NY TIMES NEWS SERVICE ,KUSHIRO, JAPAN
Still, in a country famous for heedlessly paving rural areas in concrete to create jobs and to buttress the half-century rule of the Liberal Democratic Party, some environmentalists and local residents are skeptical of the new projects. With no rivers left to straighten, they say, the authorities nowadays are simply starting to curve them instead. Can politicians and bureaucrats be trusted to repair nature?
"Well," Kazuaki Saito, 47, a farmer whose land abuts the stretch to be curved, said of the project, "it's human egotism, and it's for the sake of spending money."
Toshihiko Yoshimura, a river planning official with the Ministry of Land, Infrastructure and Transport, said the project was endorsed by a committee of officials, experts and citizens, as required by the 2003 law, to avoid wasteful projects.
"Naturally, we've received opinions to the effect that this is being done to create jobs," Yoshimura said. "If we're told that this is not needed, we have no intention of doing it by force."
The restoration of rivers and wetlands has become big business in the US and Europe. In Japan, where the rivers have one of the highest proportions of dams in the world and virtually all have been channelized in one way or another, there was a great need for restoration.
But environmentalists, lawyers and some politicians have warned that the restoration effort could become a pretext to finance the same kind of boondoggles that lay behind river-straightening in the first place.
"Words like `nature' and `restoration' resonate emotionally," said Kohei Sekikawa, 70, a leader of the Senkon Natural Environment Association, a private group opposing work on the Shibetsu River.
"But in reality, depending on the place, restoration work could be good in some cases, and it could lead to further environmental destruction in other cases," he said.
Even more than other rural regions in Japan, the island of Hokkaido -- thinly populated and mostly agricultural -- has long depended on public works that have often clashed with its natural beauty.
North of here, in Shiretoko, a small mountainous peninsula that was named a UNESCO World Heritage Site in 2005, there are 123 dams on 44 rivers.

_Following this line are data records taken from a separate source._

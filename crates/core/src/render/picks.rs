use crate::domain::recommendation::Recommendation;

#[derive(Debug, Clone, PartialEq, Eq)]
pub struct PicksPanel {
    pub title: String,
    pub cards: Vec<PickCard>,
}

#[derive(Debug, Clone, PartialEq, Eq)]
pub struct PickCard {
    pub ticker: String,
    pub market: String,
    pub name: String,
    pub rationale: String,
}

/// Nothing to show for an empty list.
pub fn render_recommendations(items: &[Recommendation]) -> Option<PicksPanel> {
    if items.is_empty() {
        return None;
    }

    let cards = items
        .iter()
        .map(|item| PickCard {
            ticker: item.ticker.clone(),
            market: item.market.clone(),
            name: item.name.clone(),
            rationale: item.rationale.clone(),
        })
        .collect::<Vec<_>>();

    Some(PicksPanel {
        title: format!("Top {} Growth Picks (USA + Canada)", cards.len()),
        cards,
    })
}
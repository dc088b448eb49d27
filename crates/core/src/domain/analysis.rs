use crate::domain::lenient::{self, Scalar};
use anyhow::Context;
use serde::{Deserialize, Serialize};
use serde_json::Value;

/// Body of `POST /analyze`.
#[derive(Debug, Clone, Serialize)]
pub struct AnalyzeRequest<'a> {
    pub question: &'a str,
    pub profile: &'a crate::domain::profile::Profile,
}

/// One analysis report as returned by the backend. Only `ticker` is required; every
/// other section may be missing or carry an unexpected JSON type.
#[derive(Debug, Clone, PartialEq, Serialize, Deserialize)]
pub struct AnalysisResult {
    #[serde(deserialize_with = "lenient::text")]
    pub ticker: String,
    #[serde(default, deserialize_with = "lenient::opt_text")]
    pub company_name: Option<String>,
    #[serde(default, deserialize_with = "lenient::opt_text")]
    pub timestamp: Option<String>,
    #[serde(default, deserialize_with = "lenient::opt_object")]
    pub price_data: Option<PriceData>,
    #[serde(default, deserialize_with = "lenient::opt_object")]
    pub analysis: Option<Analysis>,
    #[serde(default, deserialize_with = "lenient::list_or_empty")]
    pub evidence_pack: Vec<EvidenceItem>,
    #[serde(default, deserialize_with = "lenient::opt_object")]
    pub score: Option<Score>,
    #[serde(default, deserialize_with = "lenient::opt_object")]
    pub validation: Option<Validation>,
    #[serde(default, deserialize_with = "lenient::opt_text")]
    pub disclaimer: Option<String>,

    /// The payload exactly as received, for the trace panel.
    #[serde(skip)]
    pub raw: Value,
}

impl AnalysisResult {
    pub fn from_value(raw: Value) -> anyhow::Result<Self> {
        let mut parsed = serde_json::from_value::<AnalysisResult>(raw.clone())
            .context("failed to decode analysis payload")?;
        parsed.raw = raw;
        Ok(parsed)
    }
}

#[derive(Debug, Clone, PartialEq, Default, Serialize, Deserialize)]
pub struct PriceData {
    #[serde(default)]
    pub current_price: Option<Scalar>,
    #[serde(default)]
    pub change_1d_pct: Option<Scalar>,
}

#[derive(Debug, Clone, PartialEq, Default, Serialize, Deserialize)]
pub struct Analysis {
    #[serde(default, deserialize_with = "lenient::opt_text")]
    pub executive_summary: Option<String>,
    #[serde(default, deserialize_with = "lenient::opt_text")]
    pub expected_return: Option<String>,
    #[serde(default)]
    pub news_summary: Option<Narrative>,
    #[serde(default)]
    pub bull_case: Option<Narrative>,
    #[serde(default)]
    pub bear_case: Option<Narrative>,
    #[serde(default)]
    pub key_risks: Option<Narrative>,
    #[serde(default, deserialize_with = "lenient::opt_text")]
    pub last_quarter_result: Option<String>,
}

/// A narrative field that is normally a list of bullets but may be a lone string.
#[derive(Debug, Clone, PartialEq, Serialize, Deserialize)]
#[serde(untagged)]
pub enum Narrative {
    List(Vec<Value>),
    Single(Value),
}

impl Narrative {
    /// Bullets as display strings. An empty string or `null` yields no bullets.
    pub fn items(&self) -> Vec<String> {
        match self {
            Narrative::List(values) => values.iter().map(lenient::coerce_text).collect(),
            Narrative::Single(Value::Null) => Vec::new(),
            Narrative::Single(Value::String(s)) if s.is_empty() => Vec::new(),
            Narrative::Single(v) => vec![lenient::coerce_text(v)],
        }
    }
}

#[derive(Debug, Clone, PartialEq, Default, Serialize, Deserialize)]
pub struct EvidenceItem {
    #[serde(default, deserialize_with = "lenient::text")]
    pub date: String,
    #[serde(default, deserialize_with = "lenient::opt_text")]
    pub source: Option<String>,
    #[serde(default, deserialize_with = "lenient::opt_text")]
    pub title: Option<String>,
    #[serde(default, deserialize_with = "lenient::text")]
    pub claim: String,
    #[serde(default, deserialize_with = "lenient::opt_text")]
    pub url: Option<String>,
}

#[derive(Debug, Clone, PartialEq, Default, Serialize, Deserialize)]
pub struct Score {
    #[serde(default)]
    pub total: Option<Scalar>,
    #[serde(default, deserialize_with = "lenient::opt_text")]
    pub notes: Option<String>,
    #[serde(default, deserialize_with = "lenient::list_or_empty")]
    pub breakdown: Vec<ScoreComponent>,
}

#[derive(Debug, Clone, PartialEq, Default, Serialize, Deserialize)]
pub struct ScoreComponent {
    #[serde(default, deserialize_with = "lenient::text")]
    pub label: String,
    #[serde(default)]
    pub value: Option<Scalar>,
}

#[derive(Debug, Clone, Copy, PartialEq, Eq)]
pub enum ValidationStatus {
    Pass,
    Fail,
    Unknown,
}

/// Self-assessment reported by the backend. The client never evaluates it.
#[derive(Debug, Clone, PartialEq, Default, Serialize, Deserialize)]
pub struct Validation {
    #[serde(default, deserialize_with = "lenient::opt_text")]
    pub status: Option<String>,
    #[serde(default, deserialize_with = "lenient::list_or_empty")]
    pub reasons: Vec<Value>,
    #[serde(default, deserialize_with = "lenient::opt_text")]
    pub suggested_route: Option<String>,
}

impl Validation {
    pub fn status(&self) -> ValidationStatus {
        match self.status.as_deref().map(str::trim) {
            Some(s) if s.eq_ignore_ascii_case("PASS") => ValidationStatus::Pass,
            Some(s) if s.eq_ignore_ascii_case("FAIL") => ValidationStatus::Fail,
            _ => ValidationStatus::Unknown,
        }
    }
}
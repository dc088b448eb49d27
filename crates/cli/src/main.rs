use clap::{Parser, Subcommand};
use finsight_core::capture::{self, ProfileForm};
use finsight_core::client::{FinsightApi, HttpFinsightClient};
use finsight_core::controller::{Completion, Controller};
use finsight_core::domain::profile::{Horizon, RiskLevel};
use finsight_core::trace::TraceViewer;
use tracing_subscriber::EnvFilter;
use tracing_subscriber::{layer::SubscriberExt, util::SubscriberInitExt};

mod session;
mod view;

#[derive(Debug, Parser)]
#[command(name = "finsight", about = "Stock picks and single-stock research from a FinSight backend")]
struct Args {
    /// Backend origin, e.g. http://localhost:8000. Overrides FINSIGHT_API_BASE.
    #[arg(long, global = true)]
    api_base: Option<String>,

    #[command(subcommand)]
    command: Command,
}

#[derive(Debug, Subcommand)]
enum Command {
    /// Check that the backend is reachable.
    Health,

    /// Save a profile and list the matching stock picks.
    Picks(ProfileArgs),

    /// Save a profile, then ask one research question.
    Analyze {
        question: String,

        #[command(flatten)]
        profile: ProfileArgs,

        /// Expand the validation trace panel.
        #[arg(long)]
        trace: bool,
    },

    /// Interactive session keeping profile and results between commands.
    Session,
}

#[derive(Debug, Clone, clap::Args)]
struct ProfileArgs {
    /// Investment budget in dollars.
    #[arg(long, default_value = capture::DEFAULT_BUDGET)]
    budget: String,

    #[arg(long, default_value = "medium")]
    risk: RiskLevel,

    #[arg(long, default_value = "6m")]
    horizon: Horizon,
}

impl ProfileArgs {
    fn form(&self) -> ProfileForm {
        let mut form = ProfileForm::default();
        form.set_budget(self.budget.clone());
        form.set_risk(self.risk);
        form.set_horizon(self.horizon);
        form
    }
}

#[tokio::main(flavor = "current_thread")]
async fn main() -> anyhow::Result<()> {
    dotenvy::dotenv().ok();

    tracing_subscriber::registry()
        .with(EnvFilter::from_default_env())
        .with(tracing_subscriber::fmt::layer().with_writer(std::io::stderr))
        .init();

    let args = Args::parse();

    let settings = finsight_core::config::Settings::from_env()?.with_api_base(args.api_base);
    let api = HttpFinsightClient::from_settings(&settings)?;
    tracing::debug!(api_base = %api.base_url(), timeout_secs = settings.timeout_secs, "client ready");

    match args.command {
        Command::Health => {
            let status = api.health().await?;
            println!("{}", serde_json::to_string_pretty(&status)?);
        }
        Command::Picks(profile) => {
            let mut controller = Controller::new();
            save_profile(&mut controller, &api, &profile).await?;
            print!("{}", view::screen(&controller, &TraceViewer::new()));
        }
        Command::Analyze {
            question,
            profile,
            trace,
        } => {
            let question = capture::question(&question)
                .ok_or_else(|| anyhow::anyhow!("question must not be empty"))?;

            let mut controller = Controller::new();
            save_profile(&mut controller, &api, &profile).await?;

            let mut trace_viewer = TraceViewer::new();
            if trace {
                trace_viewer.toggle();
            }

            eprintln!("Agent is researching... this may take 10-20 seconds.");
            let completion = controller.analyze(&api, &question).await;
            print!("{}", view::screen(&controller, &trace_viewer));
            if completion == Completion::Failed {
                anyhow::bail!("analysis failed");
            }
        }
        Command::Session => {
            session::run(&api).await?;
        }
    }

    Ok(())
}

async fn save_profile(
    controller: &mut Controller,
    api: &dyn FinsightApi,
    args: &ProfileArgs,
) -> anyhow::Result<()> {
    let profile = args.form().submit()?;
    let notification = controller.save_profile(api, profile).await;
    eprintln!("{}", view::notification(&notification));
    if notification.is_failure() {
        anyhow::bail!("profile was not saved");
    }
    Ok(())
}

In the town of Utoro on the peninsula, almost everything about the Pereke River, where salmon swim upstream to spawn, seems to have been made artificially, including a concrete floor, walls and access ramps for the fish.
Here in Kushiro, the river was channelized when the priority was to develop the area economically. Upriver, stretches were straightened to prevent flooding of potential farmland. Few people gave a second thought to the Kushiro wetland just outside this city -- currently 2,020 hectares that are home to 2,000 species of wildlife, including sea eagles, the red-crowned crane and the huchen, Japan's largest freshwater fish. In fact, plans called for turning the wetland into an industrial area, though that never happened.
REFASHIONED
The straightening upriver made the Kushiro flow more rapidly and carry more sediment downstream. The wetland, which has shrunk by 30 percent in six decades, began drying up, as often happens when rivers are channelized. To try to reverse this, and to prevent sediment from reaching the wetland, a 1.6km portion upriver will be refashioned into its original 2.7km meandering course at a cost of almost US$8 million.
It is not clear what effect the project will have overall on rehabilitating the wetland, said Yoshimura, the river planning official.
"For now," he said, "we are doing what we can."
But Trust Sarun Kushiro, a private environmental group that was a member of the committee that endorsed the project but voted against it, said that the reshaping would have little positive effect and that the construction itself would harm the environment. Stanching the flow of sediment from farmland and forests upstream is more important, it argued.
And in a case of the left hand not knowing what the right hand was stirring up, the Ministry of Agriculture had a project farther upriver that was sending mud and sand downstream, where Yoshimura's ministry is to curve the river, said Takuo Sugisawa, 61, the trust's secretary-general.
To rehabilitate farmland that had gradually become wetland, the ministry was draining existing land and moving earth there.
"The sediment flowing from upriver will quickly pile up where the river will be curved," Sugisawa said, adding that they would eventually bury the Kushiro wetland.
To prevent that, workers will eventually have to remove the sediment that is bound to pile up in the recurved stretch, he said.
"So in the name of river management alone, they will be able once again to create public works in the form of removing soil," he said, walking along an asphalt road and across a bridge built to let trucks and bulldozers move earth for the curving project. "Public works will just keep going round and round and round."